19. A method for electronically aligning the copy paper path for an electrophotographic
machine to cause image receiving sheets such as copy sheets to mate with an image,
characterized by the steps of
producing an image containing a master pattern on photoreceptive material for juxtaposition
with a preprinted pattern on an image receiving sheet;
comparing said master pattern to said preprinted pattern to ascertain a measure of
errors in the alignment of said image and said receiving sheet;
inserting said measure into programmable logic means; and
controlling receiving sheet positioning means to move receiving sheets to eliminate
said errors in alignment.
20. The method of claim 19 wherein said method is used to produce a first measure
indicative of skew angle error, a second measure indicative of side edge error and
a third measure indicative of leading edge error for the case where a simplex copy
is produced from a first feeding means, said three measures stored for future use.

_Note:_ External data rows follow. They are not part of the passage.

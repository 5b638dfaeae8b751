use thiserror::Error;

pub type Result<T> = std::result::Result<T, IndexerError>;

#[derive(Error, Debug)]
pub enum IndexerError {
    #[error("IO error: {0}")]
    IoError(#[from] std::io::Error),

    #[error("Vector store error: {0}")]
    VectorStoreError(#[from] quickref_vector_store::VectorStoreError),

    #[error("{0}")]
    Other(String),
}
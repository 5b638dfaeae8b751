use crate::diagnostics::{
    CandidatePreview, QueryDiagnostics, Reference, RetrievalResult, PREVIEW_LIMIT,
};
use crate::error::Result;
use quickref_vector_store::{
    l2_normalize_rows, matrix_from_vectors, Embedder, IssueRecord, KeyExtractor, VectorStore,
};
use std::sync::Arc;

/// Longest summary excerpt carried in a reference.
const SNIPPET_LEN: usize = 160;

/// Similarity retrieval over the persisted store.
///
/// Read-only: each query batch loads a snapshot, scores every stored row
/// exactly (dot product of unit vectors), and never touches the ANN
/// artifact. Concurrent queries are safe as long as no indexing run is in
/// flight.
pub struct RetrievalEngine {
    store: VectorStore,
    embedder: Arc<dyn Embedder>,
}

impl RetrievalEngine {
    pub fn new(store: VectorStore, embedder: Arc<dyn Embedder>) -> Self {
        Self { store, embedder }
    }

    pub fn store(&self) -> &VectorStore {
        &self.store
    }

    /// Rank stored rows against each query record.
    ///
    /// Candidates whose key equals the query's own key are skipped before
    /// the threshold check. A query/stored embedding width mismatch does
    /// not fail the call: every result in the batch comes back with empty
    /// references and a `dimension_mismatch` diagnostic.
    pub async fn query(
        &self,
        records: &[IssueRecord],
        top_k: usize,
        score_threshold: f32,
    ) -> Result<Vec<RetrievalResult>> {
        if records.is_empty() {
            return Ok(Vec::new());
        }

        let snapshot = self.store.load().await?;
        let config = self.store.config();
        let extractor = KeyExtractor::for_key_field(&config.key_field);

        let texts: Vec<String> = records
            .iter()
            .map(|record| record.body().to_string())
            .collect();
        let query_vectors = self.embedder.encode(&texts).await?;
        if query_vectors.len() != records.len() {
            return Err(quickref_vector_store::VectorStoreError::EmbeddingError(format!(
                "embedder returned {} vectors for {} queries",
                query_vectors.len(),
                records.len()
            ))
            .into());
        }

        // Width mismatch degrades the whole batch instead of raising.
        let stored_dim = snapshot.dimension();
        if let Some(first) = query_vectors.first() {
            if first.len() != stored_dim {
                let diag = QueryDiagnostics::dimension_mismatch(first.len(), stored_dim);
                return Ok(records
                    .iter()
                    .map(|record| RetrievalResult {
                        input_key: extractor.extract(record).unwrap_or_default(),
                        input_summary: record.body().to_string(),
                        references: Vec::new(),
                        diagnostics: diag.clone(),
                    })
                    .collect());
            }
        }

        let mut queries = matrix_from_vectors(query_vectors, stored_dim)?;
        l2_normalize_rows(&mut queries);

        // (M x D) . (D x N) -> per-query score row over every stored vector.
        let sims = queries.dot(&snapshot.matrix().t());

        let mut results = Vec::with_capacity(records.len());
        for (query_row, record) in sims.rows().into_iter().zip(records) {
            let input_key = extractor.extract(record).unwrap_or_default();
            let scores = query_row.as_slice().unwrap_or(&[]).to_vec();
            let mut diagnostics = QueryDiagnostics::for_scores(&scores, score_threshold);

            let mut ranked: Vec<(usize, f32)> = scores.iter().copied().enumerate().collect();
            ranked.sort_by(|a, b| b.1.partial_cmp(&a.1).unwrap_or(std::cmp::Ordering::Equal));

            for &(row, score) in ranked.iter().take(PREVIEW_LIMIT) {
                let key = snapshot
                    .row_meta(row)
                    .map(|meta| meta.key.clone())
                    .unwrap_or_default();
                diagnostics.top_candidates.push(CandidatePreview { row, key, score });
            }

            let mut references = Vec::new();
            for (row, score) in ranked {
                if references.len() >= top_k {
                    break;
                }
                let Some(meta) = snapshot.row_meta(row) else {
                    continue;
                };
                if !input_key.is_empty() && meta.key == input_key {
                    diagnostics.self_skips += 1;
                    continue;
                }
                if score < score_threshold {
                    diagnostics.threshold_rejects += 1;
                    continue;
                }
                references.push(Reference {
                    row,
                    key: meta.key.clone(),
                    summary: snippet(&meta.body),
                    owner: meta.owner.clone(),
                    score,
                });
            }

            log::debug!(
                "Query '{}': {} rows considered, {} references, {} self-skips, {} below threshold",
                input_key,
                diagnostics.rows_considered,
                references.len(),
                diagnostics.self_skips,
                diagnostics.threshold_rejects
            );

            results.push(RetrievalResult {
                input_key,
                input_summary: record.body().to_string(),
                references,
                diagnostics,
            });
        }

        Ok(results)
    }
}

fn snippet(body: &str) -> String {
    if body.chars().count() <= SNIPPET_LEN {
        return body.to_string();
    }
    let mut out: String = body.chars().take(SNIPPET_LEN).collect();
    out.push_str("...");
    out
}

#[cfg(test)]
mod tests {
    use super::snippet;
    use pretty_assertions::assert_eq;

    #[test]
    fn short_bodies_pass_through_unchanged() {
        assert_eq!(snippet("login page crashes"), "login page crashes");
    }

    #[test]
    fn long_bodies_are_truncated_on_char_boundaries() {
        let long = "ä".repeat(300);
        let cut = snippet(&long);
        assert_eq!(cut.chars().count(), 163);
        assert!(cut.ends_with("..."));
    }
}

21. The method of claim 19 wherein a second set of three measures are produced for
the case where a simplex document is produced from a second feeding means, said second
set stored for future use.
22. The method of claim 20 wherein a third set of three measures is produced for the
case where the second side of a duplex copy is produced.
23. The method of claim 20 wherein a fourth set of three measures is produced for
the case where an original document containing said master pattern is manually placed
on a document glass.
24. The method of claim 20 wherein a fifth set of three measures is produced for the
case where an original document containing said master pattern is placed on said document
glass by a semiautomatic document feeder.
25. The method of claim 20 wherein a sixth set of three measures is produced for the
case where an original document containing said master pattern is placed on said document
glass by an automatic document feeder.